INPUT FOR THIS TASK: Begin
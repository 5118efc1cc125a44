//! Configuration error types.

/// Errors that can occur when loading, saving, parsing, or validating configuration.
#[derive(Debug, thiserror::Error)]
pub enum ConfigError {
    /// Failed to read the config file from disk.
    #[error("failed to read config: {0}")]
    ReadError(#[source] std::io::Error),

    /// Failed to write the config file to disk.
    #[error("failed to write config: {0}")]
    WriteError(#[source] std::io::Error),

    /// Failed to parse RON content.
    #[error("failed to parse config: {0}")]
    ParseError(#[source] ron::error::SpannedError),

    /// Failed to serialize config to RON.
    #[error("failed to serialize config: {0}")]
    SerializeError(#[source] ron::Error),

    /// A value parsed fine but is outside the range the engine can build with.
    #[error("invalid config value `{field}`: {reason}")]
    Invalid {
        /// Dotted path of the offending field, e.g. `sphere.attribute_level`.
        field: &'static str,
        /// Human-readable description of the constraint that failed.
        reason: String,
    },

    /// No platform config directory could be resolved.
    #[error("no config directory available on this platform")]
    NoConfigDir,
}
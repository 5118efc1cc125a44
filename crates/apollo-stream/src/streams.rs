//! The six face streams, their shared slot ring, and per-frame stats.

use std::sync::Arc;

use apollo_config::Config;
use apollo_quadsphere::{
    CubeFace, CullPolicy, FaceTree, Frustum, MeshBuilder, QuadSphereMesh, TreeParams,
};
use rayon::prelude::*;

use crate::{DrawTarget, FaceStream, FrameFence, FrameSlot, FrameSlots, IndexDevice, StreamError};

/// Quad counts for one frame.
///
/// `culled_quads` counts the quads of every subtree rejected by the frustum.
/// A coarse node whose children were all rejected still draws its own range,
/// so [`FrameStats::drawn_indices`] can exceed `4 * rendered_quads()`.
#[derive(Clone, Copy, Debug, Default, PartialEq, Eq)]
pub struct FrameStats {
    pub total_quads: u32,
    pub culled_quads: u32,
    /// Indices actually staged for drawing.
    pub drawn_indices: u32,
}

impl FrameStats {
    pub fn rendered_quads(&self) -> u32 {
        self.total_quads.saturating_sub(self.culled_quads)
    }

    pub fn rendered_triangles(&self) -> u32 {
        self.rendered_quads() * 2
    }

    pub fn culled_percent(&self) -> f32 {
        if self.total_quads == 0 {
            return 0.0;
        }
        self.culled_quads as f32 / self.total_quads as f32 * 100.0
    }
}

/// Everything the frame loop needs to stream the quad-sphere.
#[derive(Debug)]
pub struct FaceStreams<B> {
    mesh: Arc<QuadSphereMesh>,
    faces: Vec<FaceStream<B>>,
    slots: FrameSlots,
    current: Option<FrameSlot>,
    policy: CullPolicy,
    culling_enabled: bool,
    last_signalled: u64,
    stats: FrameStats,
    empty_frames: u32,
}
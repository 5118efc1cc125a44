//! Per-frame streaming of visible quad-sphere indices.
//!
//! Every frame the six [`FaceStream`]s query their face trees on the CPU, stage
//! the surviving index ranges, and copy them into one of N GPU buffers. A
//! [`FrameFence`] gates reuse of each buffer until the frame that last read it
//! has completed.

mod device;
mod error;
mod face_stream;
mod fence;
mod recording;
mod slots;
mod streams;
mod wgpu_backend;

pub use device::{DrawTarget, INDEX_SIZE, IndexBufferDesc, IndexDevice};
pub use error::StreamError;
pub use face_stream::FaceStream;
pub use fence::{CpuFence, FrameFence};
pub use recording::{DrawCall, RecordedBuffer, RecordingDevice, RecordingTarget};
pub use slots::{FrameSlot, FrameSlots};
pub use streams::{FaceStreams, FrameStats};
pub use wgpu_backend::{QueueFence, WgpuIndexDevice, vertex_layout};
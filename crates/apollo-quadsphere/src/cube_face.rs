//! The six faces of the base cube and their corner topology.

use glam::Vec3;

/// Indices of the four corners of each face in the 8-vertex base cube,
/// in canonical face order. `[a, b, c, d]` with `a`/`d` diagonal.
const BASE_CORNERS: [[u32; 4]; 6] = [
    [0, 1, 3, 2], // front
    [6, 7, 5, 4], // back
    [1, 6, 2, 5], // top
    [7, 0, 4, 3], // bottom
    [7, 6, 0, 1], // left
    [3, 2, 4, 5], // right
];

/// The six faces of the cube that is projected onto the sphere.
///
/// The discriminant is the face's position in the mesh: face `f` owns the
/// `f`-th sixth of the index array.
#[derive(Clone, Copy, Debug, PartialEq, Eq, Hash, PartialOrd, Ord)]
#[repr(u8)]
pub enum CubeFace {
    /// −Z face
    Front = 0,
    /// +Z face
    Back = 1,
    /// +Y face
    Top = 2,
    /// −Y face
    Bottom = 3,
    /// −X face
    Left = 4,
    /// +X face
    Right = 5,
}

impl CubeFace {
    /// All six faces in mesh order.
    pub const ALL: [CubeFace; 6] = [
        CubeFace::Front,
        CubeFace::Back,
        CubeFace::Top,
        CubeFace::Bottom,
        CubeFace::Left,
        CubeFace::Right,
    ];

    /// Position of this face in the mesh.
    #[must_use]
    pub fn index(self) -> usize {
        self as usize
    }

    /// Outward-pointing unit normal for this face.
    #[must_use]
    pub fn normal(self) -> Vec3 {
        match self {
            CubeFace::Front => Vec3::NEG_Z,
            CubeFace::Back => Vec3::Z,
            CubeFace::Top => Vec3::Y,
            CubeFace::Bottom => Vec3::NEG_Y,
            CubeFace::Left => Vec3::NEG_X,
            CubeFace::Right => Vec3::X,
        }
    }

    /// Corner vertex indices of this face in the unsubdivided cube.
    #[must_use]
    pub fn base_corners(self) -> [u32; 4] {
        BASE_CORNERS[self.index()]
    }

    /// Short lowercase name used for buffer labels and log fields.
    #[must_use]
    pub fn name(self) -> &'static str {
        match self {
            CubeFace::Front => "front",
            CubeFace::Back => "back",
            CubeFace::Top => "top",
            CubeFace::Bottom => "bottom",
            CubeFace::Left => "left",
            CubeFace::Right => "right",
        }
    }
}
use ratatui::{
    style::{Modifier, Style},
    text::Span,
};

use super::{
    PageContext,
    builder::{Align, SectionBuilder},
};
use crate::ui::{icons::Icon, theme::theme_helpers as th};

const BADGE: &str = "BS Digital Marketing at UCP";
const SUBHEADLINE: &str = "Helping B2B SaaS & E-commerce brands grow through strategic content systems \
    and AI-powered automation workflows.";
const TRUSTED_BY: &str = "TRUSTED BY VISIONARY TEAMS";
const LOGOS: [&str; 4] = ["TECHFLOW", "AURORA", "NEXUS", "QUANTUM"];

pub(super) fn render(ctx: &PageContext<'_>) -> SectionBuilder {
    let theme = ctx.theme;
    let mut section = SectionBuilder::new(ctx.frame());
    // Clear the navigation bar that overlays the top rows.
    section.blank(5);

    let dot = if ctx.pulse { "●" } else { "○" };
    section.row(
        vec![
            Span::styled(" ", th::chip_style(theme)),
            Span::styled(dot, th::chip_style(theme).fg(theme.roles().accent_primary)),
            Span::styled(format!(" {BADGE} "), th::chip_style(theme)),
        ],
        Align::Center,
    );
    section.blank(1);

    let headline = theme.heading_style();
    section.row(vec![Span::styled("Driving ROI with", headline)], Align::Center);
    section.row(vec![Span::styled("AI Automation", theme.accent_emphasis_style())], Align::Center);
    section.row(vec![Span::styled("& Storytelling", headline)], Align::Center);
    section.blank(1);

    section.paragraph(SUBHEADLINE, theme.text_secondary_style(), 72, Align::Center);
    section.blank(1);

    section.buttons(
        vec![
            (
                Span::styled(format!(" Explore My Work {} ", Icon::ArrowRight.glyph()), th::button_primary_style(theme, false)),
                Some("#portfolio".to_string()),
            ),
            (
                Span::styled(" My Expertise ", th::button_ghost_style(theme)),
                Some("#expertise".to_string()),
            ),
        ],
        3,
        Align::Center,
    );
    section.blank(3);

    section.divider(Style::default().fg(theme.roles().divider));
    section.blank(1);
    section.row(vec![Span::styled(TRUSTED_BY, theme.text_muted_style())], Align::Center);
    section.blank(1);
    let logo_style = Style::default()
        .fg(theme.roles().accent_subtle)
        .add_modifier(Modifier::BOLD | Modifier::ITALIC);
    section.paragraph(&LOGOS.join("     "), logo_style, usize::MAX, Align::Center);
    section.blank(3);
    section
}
INPUT FOR THIS TASK: End
— AIM OF THE TASK —
Provide only the count of lines above in which the word "SectionBuilder" occurs.

— REPLY —
3